A USA is a formal written agreement between a corporation’s shareholders that sets out each shareholder’s individual and collective rights and responsibilities. It governs how shareholders interact with the corporation, one another and third parties. Third parties include potential future shareholders, financial institutions, family members of shareholders, customers and suppliers of the business and more. USAs also often address how directors interact with each other, shareholders of the corporation and the corporation itself.
A well-drafted USA helps mitigate risks, minimize disputes, protect shareholder interests and ensure smooth business operations by providing governance mechanisms. These mechanisms specify roles, outline decision-making processes, establish dispute resolution mechanisms and impose restrictions on the transfer of shares to proactively address potential conflicts and issues through pre-established, mutually agreed-upon means.

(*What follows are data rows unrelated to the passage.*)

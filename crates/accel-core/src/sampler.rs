//! Fixed-capacity FIFO sampler with a running accumulator
//!
//! A [`Sampler`] holds the most recent `capacity` readings of one
//! accelerometer axis in a circular buffer. Once full, every push evicts the
//! oldest reading. The sum of the held readings is kept incrementally, so
//! [`Sampler::sum`] and [`Sampler::mean`] never walk the buffer.
//!
//! ## Layout
//!
//! Storage is a boxed slice allocated once in [`Sampler::new`] and never
//! resized. `head` indexes the newest reading; walking backwards from it
//! (wrapping to `len - 1` below zero) visits readings newest to oldest.
//!
//! ```rust,ignore
//! let mut sampler = Sampler::new(2500)?;
//! sampler.push(-12);
//! sampler.push(40);
//! assert_eq!(sampler.newest(), Some(40));
//! assert_eq!(sampler.sum(), 28);
//! ```

extern crate alloc;
use alloc::boxed::Box;
use alloc::vec::Vec;

use thiserror_no_std::Error;

/// Largest capacity whose running sum is guaranteed to fit the `i32`
/// accumulator (`65535 * 32768 < i32::MAX`).
pub const MAX_CAPACITY: usize = u16::MAX as usize;

/// Error types for sampler construction
#[derive(Debug, Error, Clone, Copy, PartialEq, Eq)]
pub enum SamplerError {
    /// Capacity of zero was requested
    #[error("Sampler capacity must be non-zero")]
    ZeroCapacity,

    /// Capacity would let the accumulator overflow
    #[error("Sampler capacity {capacity} exceeds maximum {max}")]
    CapacityTooLarge {
        /// Requested capacity
        capacity: usize,
        /// Maximum supported capacity
        max: usize,
    },

    /// Sample storage could not be allocated
    #[error("Failed to allocate storage for {capacity} samples")]
    Allocation {
        /// Requested capacity
        capacity: usize,
    },
}

/// Result type for sampler operations
pub type SamplerResult<T> = Result<T, SamplerError>;

/// Circular buffer of signed 16-bit readings with a running sum
pub struct Sampler {
    /// Backing storage, `capacity` slots
    samples: Box<[i16]>,
    /// Number of readings currently held
    len: usize,
    /// Slot of the newest reading (meaningless while empty)
    head: usize,
    /// Sum of the readings currently held
    sum: i32,
}

impl Sampler {
    /// Allocate an empty sampler able to hold `capacity` readings.
    ///
    /// Allocation is fallible: on a heap too small for the buffer this
    /// returns [`SamplerError::Allocation`] instead of aborting.
    pub fn new(capacity: usize) -> SamplerResult<Self> {
        if capacity == 0 {
            return Err(SamplerError::ZeroCapacity);
        }
        if capacity > MAX_CAPACITY {
            return Err(SamplerError::CapacityTooLarge {
                capacity,
                max: MAX_CAPACITY,
            });
        }

        let mut storage = Vec::new();
        storage
            .try_reserve_exact(capacity)
            .map_err(|_| SamplerError::Allocation { capacity })?;
        storage.resize(capacity, 0);

        Ok(Self {
            samples: storage.into_boxed_slice(),
            len: 0,
            head: 0,
            sum: 0,
        })
    }

    /// Empty the sampler and zero its storage, keeping the allocation.
    pub fn reset(&mut self) {
        self.samples.fill(0);
        self.len = 0;
        self.head = 0;
        self.sum = 0;
    }

    /// Append a reading, evicting the oldest one when full.
    pub fn push(&mut self, sample: i16) {
        let capacity = self.samples.len();

        if self.len < capacity {
            self.head = self.len;
            self.len += 1;
            self.sum += i32::from(sample);
        } else {
            self.head += 1;
            if self.head == capacity {
                self.head = 0;
            }
            // The slot under the new head holds the oldest reading.
            self.sum += i32::from(sample) - i32::from(self.samples[self.head]);
        }

        self.samples[self.head] = sample;
    }

    /// Maximum number of readings held
    pub fn capacity(&self) -> usize {
        self.samples.len()
    }

    /// Number of readings currently held
    pub fn len(&self) -> usize {
        self.len
    }

    /// Check if no readings are held
    pub fn is_empty(&self) -> bool {
        self.len == 0
    }

    /// Check if the next push will evict a reading
    pub fn is_full(&self) -> bool {
        self.len == self.samples.len()
    }

    /// Slot index of the newest reading, `None` while empty
    pub fn head(&self) -> Option<usize> {
        (self.len > 0).then_some(self.head)
    }

    /// Running sum of the held readings
    pub fn sum(&self) -> i32 {
        self.sum
    }

    /// Mean of the held readings, `None` while empty
    pub fn mean(&self) -> Option<f32> {
        if self.len == 0 {
            return None;
        }
        Some(self.sum as f32 / self.len as f32)
    }

    /// The most recently pushed reading
    pub fn newest(&self) -> Option<i16> {
        self.get_back(0)
    }

    /// The reading `lag` pushes before the newest one
    pub fn get_back(&self, lag: usize) -> Option<i16> {
        self.iter_from_lag(lag).next()
    }

    /// Iterate all held readings from newest to oldest
    pub fn iter_newest_first(&self) -> SampleIter<'_> {
        self.iter_from_lag(0)
    }

    /// Iterate from the reading `lag` back from the newest towards the
    /// oldest.
    ///
    /// Yields `len - lag` readings; nothing if `lag >= len`.
    pub fn iter_from_lag(&self, lag: usize) -> SampleIter<'_> {
        if lag >= self.len {
            return SampleIter {
                samples: &self.samples[..self.len],
                index: 0,
                remaining: 0,
            };
        }

        SampleIter {
            samples: &self.samples[..self.len],
            index: (self.head + self.len - lag) % self.len,
            remaining: self.len - lag,
        }
    }
}

/// Newest-to-oldest walk over a [`Sampler`]'s logical contents
pub struct SampleIter<'a> {
    /// Occupied slots only, so wrapping never leaves `[0, len)`
    samples: &'a [i16],
    index: usize,
    remaining: usize,
}

impl Iterator for SampleIter<'_> {
    type Item = i16;

    fn next(&mut self) -> Option<i16> {
        if self.remaining == 0 {
            return None;
        }

        let sample = self.samples[self.index];
        self.remaining -= 1;
        self.index = if self.index == 0 {
            self.samples.len() - 1
        } else {
            self.index - 1
        };

        Some(sample)
    }

    fn size_hint(&self) -> (usize, Option<usize>) {
        (self.remaining, Some(self.remaining))
    }
}

impl ExactSizeIterator for SampleIter<'_> {}

#[cfg(test)]
mod tests {
    use super::*;
    use alloc::vec::Vec;

    fn filled(capacity: usize, values: impl IntoIterator<Item = i16>) -> Sampler {
        let mut sampler = Sampler::new(capacity).unwrap();
        for value in values {
            sampler.push(value);
        }
        sampler
    }

    fn oldest_first(sampler: &Sampler) -> Vec<i16> {
        let mut values: Vec<i16> = sampler.iter_newest_first().collect();
        values.reverse();
        values
    }

    #[test]
    fn test_new_sampler_is_empty() {
        let sampler = Sampler::new(8).unwrap();

        assert_eq!(sampler.capacity(), 8);
        assert!(sampler.is_empty());
        assert!(!sampler.is_full());
        assert_eq!(sampler.head(), None);
        assert_eq!(sampler.sum(), 0);
        assert_eq!(sampler.mean(), None);
        assert_eq!(sampler.newest(), None);
    }

    #[test]
    fn test_zero_capacity_rejected() {
        assert!(matches!(Sampler::new(0), Err(SamplerError::ZeroCapacity)));
    }

    #[test]
    fn test_oversized_capacity_rejected() {
        assert!(matches!(
            Sampler::new(MAX_CAPACITY + 1),
            Err(SamplerError::CapacityTooLarge { .. })
        ));
    }

    #[test]
    fn test_push_until_full_tracks_head() {
        let sampler = filled(4, [1, 2, 3, 4]);

        assert!(sampler.is_full());
        assert_eq!(sampler.head(), Some(3));
        assert_eq!(sampler.newest(), Some(4));
        assert_eq!(sampler.sum(), 10);
    }

    #[test]
    fn test_accumulator_matches_contents_after_eviction() {
        let values = [
            120, -3000, 45, 32767, -32768, 0, 17, -1, 900, -450, 333, 2,
        ];
        let mut sampler = Sampler::new(5).unwrap();

        for value in values {
            sampler.push(value);
            let expected: i32 = sampler.iter_newest_first().map(i32::from).sum();
            assert_eq!(sampler.sum(), expected, "sum drifted after pushing {value}");
        }
    }

    #[test]
    fn test_fifo_keeps_last_capacity_values() {
        let capacity = 6;
        let k = 4;
        let sampler = filled(capacity, (0..(capacity + k) as i16).map(|v| v * 10));

        assert_eq!(sampler.len(), capacity);
        assert_eq!(oldest_first(&sampler), [40, 50, 60, 70, 80, 90]);
        // Oldest surviving slot is the one after head.
        assert_eq!(sampler.head(), Some((capacity + k - 1) % capacity));
    }

    #[test]
    fn test_reset_behaves_like_fresh_sampler() {
        let capacity = 5;
        let mut reused = filled(capacity, [9, 8, 7, 6, 5, 4, 3]);
        reused.reset();

        assert!(reused.is_empty());
        assert_eq!(reused.capacity(), capacity);

        let mut fresh = Sampler::new(capacity).unwrap();
        for value in [-2, 4, -6, 8, -10] {
            reused.push(value);
            fresh.push(value);
        }

        assert_eq!(oldest_first(&reused), oldest_first(&fresh));
        assert_eq!(reused.sum(), fresh.sum());
        assert_eq!(reused.head(), fresh.head());
    }

    #[test]
    fn test_get_back_walks_towards_oldest() {
        let sampler = filled(3, [1, 2, 3, 4, 5]);

        assert_eq!(sampler.get_back(0), Some(5));
        assert_eq!(sampler.get_back(1), Some(4));
        assert_eq!(sampler.get_back(2), Some(3));
        assert_eq!(sampler.get_back(3), None);
    }

    #[test]
    fn test_iter_from_lag_wraps_within_len() {
        let sampler = filled(4, [1, 2, 3, 4, 5, 6]);
        // Slots: [5, 6, 3, 4], head = 1
        let values: Vec<i16> = sampler.iter_from_lag(1).collect();

        assert_eq!(values, [5, 4, 3]);
        assert_eq!(sampler.iter_from_lag(1).len(), 3);
    }

    #[test]
    fn test_partial_fill_iteration() {
        let sampler = filled(10, [7, 8, 9]);
        let values: Vec<i16> = sampler.iter_newest_first().collect();

        assert_eq!(values, [9, 8, 7]);
        assert_eq!(sampler.mean(), Some(8.0));
    }
}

What happens when there is no USA?
Without entering into a shareholder agreement, shareholders, directors and the corporation will governed by the articles of incorporation, the bylaws of the corporation and most importantly, by the provisions set out in the Corporations Act (Manitoba). Although the Corporations Act (Manitoba) provides a general framework for handling matters among shareholders, directors and corporations, this framework is not as flexible nor as beneficial in some cases as a USA. More critically, it often does not operate the way the parties actually intend.
Key considerations
USAs are not a “one-size-fits-all” solution. In fact, the customizability of USAs allows shareholders to create an agreement specifically tailored to the corporation’s unique needs. Thus, it is crucial for shareholders to identify their mutual interests and anticipate potential issues that could arise during the course of the business. This can be challenging to address, especially for shareholders who are less familiar with corporate governance procedures.
The following is a non-exhaustive list of important considerations that shareholders should discuss before entering into a USA. The purpose of highlighting the topics below is to encourage discussions between shareholders, corporations and their counsel to foster alignment in their corporate governance procedures and to enable corporations to carry on successfully.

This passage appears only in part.